▶ [Stored items from a collection]

//! Intent classification for inbound chat text.
//!
//! A flat, ordered rule list over normalized text; the first matching rule
//! wins and every input lands in exactly one intent. Parameter extraction is
//! split/trim heuristics over free text ("vuelo madrid a paris"), not a
//! grammar; ambiguous input degrades silently.

/// Origin/destination pair extracted from a search request.
#[derive(Debug, Clone, PartialEq, Eq)]
pub struct FlightQuery {
    pub origin: String,
    pub destination: String,
}

/// What the responder should do with an inbound text.
#[derive(Debug, Clone, PartialEq, Eq)]
pub enum Intent {
    /// Greeting / menu request ("hola", "inicio").
    Greeting,
    /// Flight search with extracted origin and destination.
    FlightSearch(FlightQuery),
    /// Search keyword present but origin/destination could not be extracted.
    FlightSearchUsage,
    /// Status lookup for the extracted flight number.
    FlightStatus(String),
    /// Status keyword present but no flight number followed it.
    FlightStatusUsage,
    /// Hand off to a human agent.
    Agent,
    /// No rule matched.
    Unknown,
}

/// Trim and lower-case inbound text before matching.
pub fn normalize(text: &str) -> String {
    text.trim().to_lowercase()
}

type Predicate = fn(&str) -> bool;
type Build = fn(&str) -> Intent;

fn wants_greeting(text: &str) -> bool {
    text.contains("hola") || text.contains("inicio")
}

fn wants_search(text: &str) -> bool {
    text.contains("vuelo")
}

fn wants_status(text: &str) -> bool {
    text.contains("estado")
}

fn wants_agent(text: &str) -> bool {
    text.contains("agente")
}

fn build_greeting(_text: &str) -> Intent {
    Intent::Greeting
}

fn build_search(text: &str) -> Intent {
    match parse_flight_search(text) {
        Some(query) => Intent::FlightSearch(query),
        None => Intent::FlightSearchUsage,
    }
}

fn build_status(text: &str) -> Intent {
    match parse_flight_status(text) {
        Some(number) => Intent::FlightStatus(number),
        None => Intent::FlightStatusUsage,
    }
}

fn build_agent(_text: &str) -> Intent {
    Intent::Agent
}

/// Ordered rule list; evaluated top to bottom, first match wins.
const RULES: &[(Predicate, Build)] = &[
    (wants_greeting, build_greeting),
    (wants_search, build_search),
    (wants_status, build_status),
    (wants_agent, build_agent),
];

/// Classify raw inbound text. Total: every string falls into exactly one intent.
pub fn classify(text: &str) -> Intent {
    let text = normalize(text);
    for (matches, build) in RULES {
        if matches(&text) {
            return build(&text);
        }
    }
    Intent::Unknown
}

/// Extract origin/destination from normalized search text.
///
/// Splits on the literal `" a "`: `"vuelo madrid a paris"` gives origin
/// "madrid" and destination "paris". Fewer than two segments => None. Extra
/// `" a "` occurrences degrade silently (the second segment is taken as the
/// destination).
pub fn parse_flight_search(text: &str) -> Option<FlightQuery> {
    let parts: Vec<&str> = text.split(" a ").collect();
    if parts.len() < 2 {
        return None;
    }
    let origin = parts[0].rsplit("vuelo").next().unwrap_or("").trim();
    let destination = parts[1].trim();
    Some(FlightQuery {
        origin: origin.to_string(),
        destination: destination.to_string(),
    })
}

/// Extract the flight number from normalized status text: everything after
/// the last "estado", trimmed. None when nothing follows the keyword.
pub fn parse_flight_status(text: &str) -> Option<String> {
    let number = text.rsplit("estado").next().unwrap_or("").trim();
    if number.is_empty() {
        None
    } else {
        Some(number.to_string())
    }
}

▶ [EXERCISE PROMPT]
The required answer is the run of lines above, starting at the line with "return build(&text);" and ending at the line with "pub fn parse_flight_search(text: &str)", reproduced exactly with both ends.

▶ [WRITTEN REPLY]
            return build(&text);
        }
    }
    Intent::Unknown
}

/// Extract origin/destination from normalized search text.
///
/// Splits on the literal `" a "`: `"vuelo madrid a paris"` gives origin
/// "madrid" and destination "paris". Fewer than two segments => None. Extra
/// `" a "` occurrences degrade silently (the second segment is taken as the
/// destination).
pub fn parse_flight_search(text: &str) -> Option<FlightQuery> {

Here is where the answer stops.